▸ Directions: Would you copy each line of the records that includes the word "TickReport"?

:: Records for this exercise ::

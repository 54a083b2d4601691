use std::time::Duration;

use async_trait::async_trait;
use inverter_codec::ResponseAccumulator;
use tokio::io::{AsyncReadExt, AsyncWriteExt};
use tokio::time::{sleep, timeout};
use tokio_serial::{DataBits, FlowControl, Parity, SerialPort, SerialStream, StopBits};
use tracing::{debug, warn};

use crate::{retry_delay_ms, FrameTransport, TransportError};

const MAX_RESPONSE_LEN: usize = 256;

/// Connection settings for the inverter's RS485 line.
#[cfg_attr(feature = "config", derive(serde::Serialize, serde::Deserialize))]
#[derive(Debug, Clone)]
pub struct SerialConfig {
    pub device: String,
    pub baud_rate: u32,
    /// Longest silence tolerated between two response bytes.
    pub read_timeout_ms: u64,
    pub write_timeout_ms: u64,
    /// Number of retries per exchange after the initial attempt.
    pub retry_count: usize,
    pub retry_backoff_ms: u64,
    pub retry_max_backoff_ms: u64,
}

impl Default for SerialConfig {
    fn default() -> Self {
        Self {
            device: "/dev/ttyUSB0".to_string(),
            baud_rate: 9_600,
            read_timeout_ms: 2_000,
            write_timeout_ms: 2_000,
            retry_count: 0,
            retry_backoff_ms: 200,
            retry_max_backoff_ms: 2_000,
        }
    }
}

pub struct SerialTransport {
    config: SerialConfig,
    port: Option<SerialStream>,
}

impl SerialTransport {
    pub fn new(config: SerialConfig) -> Self {
        Self { config, port: None }
    }

    async fn exchange_once(
        &mut self,
        request: &[u8],
        min_response_len: usize,
    ) -> Result<Vec<u8>, TransportError> {
        let read_timeout_ms = self.config.read_timeout_ms;
        let write_timeout_ms = self.config.write_timeout_ms;
        let port = self.port.as_mut().ok_or(TransportError::NotOpen)?;

        port.clear(tokio_serial::ClearBuffer::All)?;
        timeout(Duration::from_millis(write_timeout_ms), port.write_all(request))
            .await
            .map_err(|_| TransportError::Timeout {
                timeout_ms: write_timeout_ms,
            })??;

        let mut acc = ResponseAccumulator::new(min_response_len);
        let mut byte = [0u8; 1];
        loop {
            let read = timeout(Duration::from_millis(read_timeout_ms), port.read(&mut byte))
                .await
                .map_err(|_| TransportError::Timeout {
                    timeout_ms: read_timeout_ms,
                })??;
            if read == 0 {
                return Err(TransportError::Incomplete);
            }
            if let Some(response) = acc.push(byte[0]) {
                return Ok(response);
            }
            if acc.len() > MAX_RESPONSE_LEN {
                return Err(TransportError::Overflow(MAX_RESPONSE_LEN));
            }
        }
    }
}

#[async_trait]
impl FrameTransport for SerialTransport {
    async fn open(&mut self) -> Result<(), TransportError> {
        let builder = tokio_serial::new(&self.config.device, self.config.baud_rate)
            .data_bits(DataBits::Eight)
            .parity(Parity::None)
            .stop_bits(StopBits::One)
            .flow_control(FlowControl::None)
            .timeout(Duration::from_millis(self.config.read_timeout_ms));
        let port = SerialStream::open(&builder)?;
        debug!(device = %self.config.device, baud = self.config.baud_rate, "serial port open");
        self.port = Some(port);
        Ok(())
    }

    async fn exchange(
        &mut self,
        request: &[u8],
        min_response_len: usize,
    ) -> Result<Vec<u8>, TransportError> {
        let mut attempts = 0usize;

        loop {
            match self.exchange_once(request, min_response_len).await {
                Ok(response) => return Ok(response),
                Err(TransportError::NotOpen) => return Err(TransportError::NotOpen),
                Err(err) => {
                    warn!(device = %self.config.device, attempt = attempts, error = %err, "serial exchange failed");
                    if attempts >= self.config.retry_count {
                        return Err(err);
                    }
                }
            }

            let delay_ms = retry_delay_ms(
                self.config.retry_backoff_ms,
                self.config.retry_max_backoff_ms,
                attempts,
            );
            attempts += 1;
            sleep(Duration::from_millis(delay_ms)).await;
        }
    }

    async fn close(&mut self) {
        if self.port.take().is_some() {
            debug!(device = %self.config.device, "serial port closed");
        }
    }

    fn endpoint(&self) -> String {
        self.config.device.clone()
    }
}
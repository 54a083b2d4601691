use std::sync::{Arc, Mutex};
use std::time::Duration;

use chrono::{DateTime, Days, NaiveTime, TimeZone, Timelike, Utc};
use chrono_tz::Tz;

/// Wall clock used for time-of-day decisions.
pub trait Clock: Send + Sync {
    fn now(&self) -> DateTime<Utc>;
}

#[derive(Debug, Clone, Copy, Default)]
pub struct SystemClock;

impl Clock for SystemClock {
    fn now(&self) -> DateTime<Utc> {
        Utc::now()
    }
}

/// A clock that only moves when told to.
#[derive(Debug, Clone)]
pub struct ManualClock {
    now: Arc<Mutex<DateTime<Utc>>>,
}

impl ManualClock {
    pub fn new(start: DateTime<Utc>) -> Self {
        Self {
            now: Arc::new(Mutex::new(start)),
        }
    }

    pub fn set(&self, at: DateTime<Utc>) {
        if let Ok(mut now) = self.now.lock() {
            *now = at;
        }
    }

    pub fn advance(&self, by: Duration) {
        if let Ok(mut now) = self.now.lock() {
            if let Ok(by) = chrono::Duration::from_std(by) {
                *now += by;
            }
        }
    }
}

impl Clock for ManualClock {
    fn now(&self) -> DateTime<Utc> {
        match self.now.lock() {
            Ok(now) => *now,
            Err(poisoned) => *poisoned.into_inner(),
        }
    }
}

pub fn local_hour(now: DateTime<Utc>, tz: Tz) -> u32 {
    now.with_timezone(&tz).hour()
}

/// The next `hour:00` local time strictly after `now`.
pub fn next_local_hour(now: DateTime<Utc>, tz: Tz, hour: u32) -> DateTime<Utc> {
    let local = now.with_timezone(&tz);
    let time = NaiveTime::from_hms_opt(hour.min(23), 0, 0).unwrap_or(NaiveTime::MIN);

    for days in 0..3 {
        let Some(date) = local.date_naive().checked_add_days(Days::new(days)) else {
            break;
        };
        let candidate = tz
            .from_local_datetime(&date.and_time(time))
            .earliest()
            .map(|at| at.with_timezone(&Utc));
        if let Some(at) = candidate.filter(|at| *at > now) {
            return at;
        }
    }
    now + chrono::Duration::hours(24)
}
pub type MeterHandle = WorkerHandle<MeterSnapshot, MeterCommand>;
pub type InverterHandle = WorkerHandle<InverterSnapshot, InverterCommand>;

#[derive(Debug, Clone, Copy, PartialEq, Eq)]
pub enum FailSafe {
    MeterUnhealthy,
    InverterUnhealthy,
    /// Stepping the limit down would go below the safety floor.
    BatteryLow,
}

impl FailSafe {
    fn label(self) -> &'static str {
        match self {
            FailSafe::MeterUnhealthy => "meter_unhealthy",
            FailSafe::InverterUnhealthy => "inverter_unhealthy",
            FailSafe::BatteryLow => "battery_low",
        }
    }
}

#[derive(Debug, Clone, Copy, PartialEq)]
pub enum InverterAction {
    /// Battery voltage below minimum; a lower limit was queued.
    StepDown { watt: f64 },
    OffExcessExport,
    OffAtFloor,
    Running { energy_requested: bool },
    Activated,
    ActivationPending,
    ChargingWindow,
    LoadRunning,
    Idle,
}

#[derive(Debug, Clone, PartialEq)]
pub struct TickReport {
    pub balance_w: f64,
    pub battery_level: f64,
    pub max_discharge_w: f64,
    pub available_power_w: f64,
    pub load_on: bool,
    pub load_draw_w: f64,
    pub action: InverterAction,
}

#[derive(Debug, Clone, PartialEq)]
pub enum TickOutcome {
    FailSafe(FailSafe),
    Sleep { until: DateTime<Utc> },
    Completed(TickReport),
}

pub struct ControlLoop {
    control: ControlConfig,
    battery: BatteryConfig,
    limit_step_watt: f64,
    meter: MeterHandle,
    inverter: InverterHandle,
    runtime: watch::Receiver<InverterRuntime>,
    relay: Arc<dyn Relay>,
    load: Arc<dyn SwitchedLoad>,
    clock: Arc<dyn Clock>,
    liveness: Arc<dyn Liveness>,
    telemetry: Option<mpsc::Sender<TelemetryPoint>>,
    load_off: Throttler,
    activation: Throttler,
    load_latched_until: Option<DateTime<Utc>>,
}
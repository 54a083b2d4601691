use std::time::Duration;

use tokio::sync::watch;
use tokio::time::sleep;
#[cfg(target_os = "linux")]
use tracing::warn;

/// Milestones and keep-alive pulses for the process supervisor.
pub trait Liveness: Send + Sync {
    fn ready(&self);

    fn alive(&self);

    fn stopping(&self);
}

/// Reports to systemd through `sd_notify`. A no-op off Linux or when the
/// process was not started by systemd.
#[derive(Debug, Clone, Copy, Default)]
pub struct SystemdNotifier;

#[cfg(target_os = "linux")]
impl SystemdNotifier {
    fn notify(state: sd_notify::NotifyState<'_>, label: &'static str) {
        if let Err(err) = sd_notify::notify(false, &[state]) {
            warn!(error = %err, state = label, "systemd notify failed");
        }
    }
}

#[cfg(target_os = "linux")]
impl Liveness for SystemdNotifier {
    fn ready(&self) {
        Self::notify(sd_notify::NotifyState::Ready, "ready");
    }

    fn alive(&self) {
        Self::notify(sd_notify::NotifyState::Watchdog, "watchdog");
    }

    fn stopping(&self) {
        Self::notify(sd_notify::NotifyState::Stopping, "stopping");
    }
}

#[cfg(not(target_os = "linux"))]
impl Liveness for SystemdNotifier {
    fn ready(&self) {}

    fn alive(&self) {}

    fn stopping(&self) {}
}

/// Ignores every notification.
#[derive(Debug, Clone, Copy, Default)]
pub struct NoLiveness;

impl Liveness for NoLiveness {
    fn ready(&self) {}

    fn alive(&self) {}

    fn stopping(&self) {}
}

/// Pulse interval while a loop sleeps for a long time.
pub const SLEEP_PULSE: Duration = Duration::from_secs(30);

/// Sleeps for `duration` in [`SLEEP_PULSE`] steps, pulsing `liveness` after
/// each step. Returns false when shutdown was requested first.
pub async fn sleep_with_pulses(
    duration: Duration,
    liveness: &dyn Liveness,
    shutdown: &mut watch::Receiver<bool>,
) -> bool {
    let mut remaining = duration;
    while !remaining.is_zero() {
        if *shutdown.borrow() {
            return false;
        }
        let step = remaining.min(SLEEP_PULSE);
        tokio::select! {
            _ = sleep(step) => {}
            changed = shutdown.changed() => {
                if changed.is_err() || *shutdown.borrow() {
                    return false;
                }
            }
        }
        remaining = remaining.saturating_sub(step);
        liveness.alive();
    }
    true
}

#[cfg(test)]
mod tests {
    use std::sync::atomic::{AtomicUsize, Ordering};

    use super::*;

    #[derive(Default)]
    struct Pulses(AtomicUsize);

    impl Liveness for Pulses {
        fn ready(&self) {}

        fn alive(&self) {
            self.0.fetch_add(1, Ordering::SeqCst);
        }

        fn stopping(&self) {}
    }

    #[tokio::test(start_paused = true)]
    async fn long_sleep_pulses_every_step() {
        let pulses = Pulses::default();
        let (_tx, mut rx) = watch::channel(false);

        assert!(sleep_with_pulses(Duration::from_secs(95), &pulses, &mut rx).await);
        assert_eq!(pulses.0.load(Ordering::SeqCst), 4);
    }

    #[tokio::test(start_paused = true)]
    async fn shutdown_cuts_sleep_short() {
        let pulses = Pulses::default();
        let (tx, mut rx) = watch::channel(false);
        tx.send(true).expect("send");

        assert!(!sleep_with_pulses(Duration::from_secs(3_600), &pulses, &mut rx).await);
        assert_eq!(pulses.0.load(Ordering::SeqCst), 0);
    }
}
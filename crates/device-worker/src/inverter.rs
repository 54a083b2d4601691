use std::time::Duration;

use async_trait::async_trait;
use chrono::Utc;
use inverter_codec::{
    decode_data, decode_device_parameters, decode_status, decode_yield, is_limit_accepted,
    is_supported_type, Request, POWER_LIMIT_SET,
};
use tokio::sync::watch;
use tokio::time::Instant;
use tracing::{debug, info};
use transport::FrameTransport;
use types::{
    DeviceParameters, InverterCommand, InverterRuntime, InverterSnapshot, InverterStatus,
    InverterYield, TelemetryPoint, LIMIT_FLOOR_WATT,
};

use crate::{Device, DeviceError};

#[derive(Debug, Clone)]
pub struct InverterDeviceConfig {
    pub inverter_id: u16,
    /// Largest increase of the limit a single energy request may apply.
    pub max_increase_watt: f64,
}

impl Default for InverterDeviceConfig {
    fn default() -> Self {
        Self {
            inverter_id: 10_000,
            max_increase_watt: 50.0,
        }
    }
}

/// Arguments of [`InverterCommand::RequestEnergy`].
#[derive(Debug, Clone, Copy, PartialEq)]
pub struct EnergyRequest {
    pub watt_request: f64,
    pub watt_tolerance: f64,
    pub set_limit_interval: Duration,
    pub watt_max: f64,
}

/// Outcome of an energy request.
#[derive(Debug, Clone, Copy, PartialEq)]
pub enum LimitPlan {
    Apply(f64),
    /// The remembered limit is close enough to the target.
    InTolerance { last: f64 },
    /// The last change is younger than the set-limit interval.
    Waiting { since: Duration },
}

/// Turns an energy request into a limit decision.
///
/// The target covers the request on top of what the inverter already feeds
/// in. It is capped by the requested and rated maximum and may rise at most
/// `max_increase` above the remembered limit. A non-positive target becomes
/// the safety floor.
pub fn plan_limit(
    request: &EnergyRequest,
    ac_watts: f64,
    device_max: f64,
    max_increase: f64,
    last_limit: Option<f64>,
    since_last_change: Option<Duration>,
) -> LimitPlan {
    let mut ceiling = request.watt_max.min(device_max);
    if let Some(last) = last_limit {
        if ceiling - last > max_increase {
            debug!(last, ceiling, capped = last + max_increase, "limit increase capped");
            ceiling = last + max_increase;
        }
    }

    let mut target = (request.watt_request + ac_watts + request.watt_tolerance).min(ceiling);
    let mut force = false;
    if target <= 0.0 {
        target = LIMIT_FLOOR_WATT;
        force = last_limit != Some(LIMIT_FLOOR_WATT);
    }

    if let Some(last) = last_limit {
        if !force && (target - last).abs() <= request.watt_tolerance {
            return LimitPlan::InTolerance { last };
        }
    }

    if let Some(since) = since_last_change {
        if since < request.set_limit_interval {
            return LimitPlan::Waiting { since };
        }
    }

    LimitPlan::Apply(target)
}

/// The battery inverter on the serial line.
pub struct InverterDevice<T> {
    transport: T,
    config: InverterDeviceConfig,
    last_reading: Option<InverterSnapshot>,
    runtime: InverterRuntime,
    runtime_tx: watch::Sender<InverterRuntime>,
}

impl<T: FrameTransport> InverterDevice<T> {
    /// Returns the device and a read-only view of its limit bookkeeping.
    pub fn new(
        transport: T,
        config: InverterDeviceConfig,
    ) -> (Self, watch::Receiver<InverterRuntime>) {
        let (runtime_tx, runtime_rx) = watch::channel(InverterRuntime::default());
        let device = Self {
            transport,
            config,
            last_reading: None,
            runtime: InverterRuntime::default(),
            runtime_tx,
        };
        (device, runtime_rx)
    }

    pub fn parameters(&self) -> Option<&DeviceParameters> {
        self.runtime.parameters.as_ref()
    }

    pub fn runtime(&self) -> &InverterRuntime {
        &self.runtime
    }

    async fn request(&mut self, request: Request) -> Result<Vec<u8>, DeviceError> {
        let frame = request.encode(self.config.inverter_id)?;
        let response = self
            .transport
            .exchange(&frame, request.min_response_len())
            .await?;
        Ok(response)
    }

    fn max_watt(&self) -> Result<f64, DeviceError> {
        self.runtime.max_watt().ok_or(DeviceError::NotConnected)
    }

    fn publish_runtime(&self) {
        self.runtime_tx.send_replace(self.runtime.clone());
    }

    pub async fn read_status(&mut self) -> Result<InverterStatus, DeviceError> {
        let response = self.request(Request::Status).await?;
        Ok(decode_status(&response)?)
    }

    pub async fn read_yield(&mut self) -> Result<InverterYield, DeviceError> {
        let response = self.request(Request::Yield).await?;
        Ok(decode_yield(&response)?)
    }

    pub async fn set_limit(&mut self, watt: f64) -> Result<f64, DeviceError> {
        let max_watt = self.max_watt()?;
        if watt > max_watt {
            return Err(DeviceError::Rejected(format!(
                "limit {watt:.0}W above device maximum {max_watt:.0}W"
            )));
        }

        let response = self.request(Request::SetLimit { watt }).await?;
        if !is_limit_accepted(&response) {
            return Err(DeviceError::Rejected(format!(
                "unexpected limit response {response:02x?}"
            )));
        }

        let status = self.read_status().await?;
        if !status.states.contains(POWER_LIMIT_SET) {
            return Err(DeviceError::Rejected(format!(
                "{POWER_LIMIT_SET} missing from states {:?}",
                status.states
            )));
        }

        info!(inverter_id = self.config.inverter_id, watt, "power limit set");
        self.runtime.last_limit_watt = Some(watt);
        self.runtime.last_limit_change = Some(Instant::now());
        self.publish_runtime();
        Ok(watt)
    }

    pub async fn request_energy(&mut self, request: &EnergyRequest) -> Result<(), DeviceError> {
        let ac_watts = self
            .last_reading
            .as_ref()
            .map(|reading| reading.ac_watts)
            .ok_or(DeviceError::NoTelemetry)?;
        let device_max = self.max_watt()?;

        let plan = plan_limit(
            request,
            ac_watts,
            device_max,
            self.config.max_increase_watt,
            self.runtime.last_limit_watt,
            self.runtime.since_last_limit_change(),
        );
        match plan {
            LimitPlan::Apply(watt) => {
                if self.runtime.last_limit_watt.is_none() {
                    debug!(inverter_id = self.config.inverter_id, "no remembered limit");
                }
                self.set_limit(watt).await?;
            }
            LimitPlan::InTolerance { last } => {
                debug!(inverter_id = self.config.inverter_id, last, "limit within tolerance");
            }
            LimitPlan::Waiting { since } => {
                debug!(
                    inverter_id = self.config.inverter_id,
                    since_secs = since.as_secs(),
                    "limit changed recently, waiting"
                );
            }
        }
        Ok(())
    }

    fn clear_limit(&mut self) {
        if self.runtime.last_limit_watt.take().is_some() {
            info!(inverter_id = self.config.inverter_id, "remembered limit cleared");
            self.publish_runtime();
        }
    }
}

#[async_trait]
impl<T: FrameTransport + 'static> Device for InverterDevice<T> {
    type Snapshot = InverterSnapshot;
    type Command = InverterCommand;

    fn name(&self) -> String {
        format!("inverter-{}", self.config.inverter_id)
    }

    async fn connect(&mut self) -> Result<(), DeviceError> {
        self.transport.close().await;
        self.transport.open().await?;

        let response = self.request(Request::Parameters).await?;
        let parameters = decode_device_parameters(&response)?;
        if !is_supported_type(&parameters.device_type) {
            self.transport.close().await;
            return Err(DeviceError::Unsupported(parameters.device_type));
        }

        info!(
            inverter_id = self.config.inverter_id,
            device_type = %parameters.device_type,
            firmware = %parameters.firmware_version,
            max_watt = parameters.max_watt,
            "inverter identified"
        );
        self.runtime.parameters = Some(parameters);
        self.publish_runtime();
        Ok(())
    }

    async fn disconnect(&mut self) {
        self.transport.close().await;
    }

    async fn execute(&mut self, command: &InverterCommand) -> Result<(), DeviceError> {
        match command {
            InverterCommand::SetLimit { watt } => self.set_limit(*watt).await.map(|_| ()),
            InverterCommand::RequestEnergy {
                watt_request,
                watt_tolerance,
                set_limit_interval,
                watt_max,
            } => {
                let request = EnergyRequest {
                    watt_request: *watt_request,
                    watt_tolerance: *watt_tolerance,
                    set_limit_interval: *set_limit_interval,
                    watt_max: *watt_max,
                };
                self.request_energy(&request).await
            }
            InverterCommand::ClearLimit => {
                self.clear_limit();
                Ok(())
            }
        }
    }

    async fn read(&mut self) -> Result<Option<InverterSnapshot>, DeviceError> {
        let max_watt = self.max_watt()?;
        let response = self.request(Request::Data).await?;
        let snapshot = decode_data(&response, max_watt, Utc::now())?;
        self.last_reading = Some(snapshot.clone());
        Ok(Some(snapshot))
    }

    fn telemetry(&self, snapshot: &InverterSnapshot) -> Vec<TelemetryPoint> {
        vec![TelemetryPoint::new("InverterData", snapshot.timestamp)
            .tag("inverter_id", self.config.inverter_id.to_string())
            .tag("dev", self.transport.endpoint())
            .field("pv_amps", snapshot.pv_amps)
            .field("pv_volts", snapshot.pv_volts)
            .field("ac_watts", snapshot.ac_watts)
            .field("pv_watts", snapshot.pv_watts)
            .field("temperature", snapshot.temperature_c)]
    }
}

:::

▸ Response:
pub struct TickReport {
    Completed(TickReport),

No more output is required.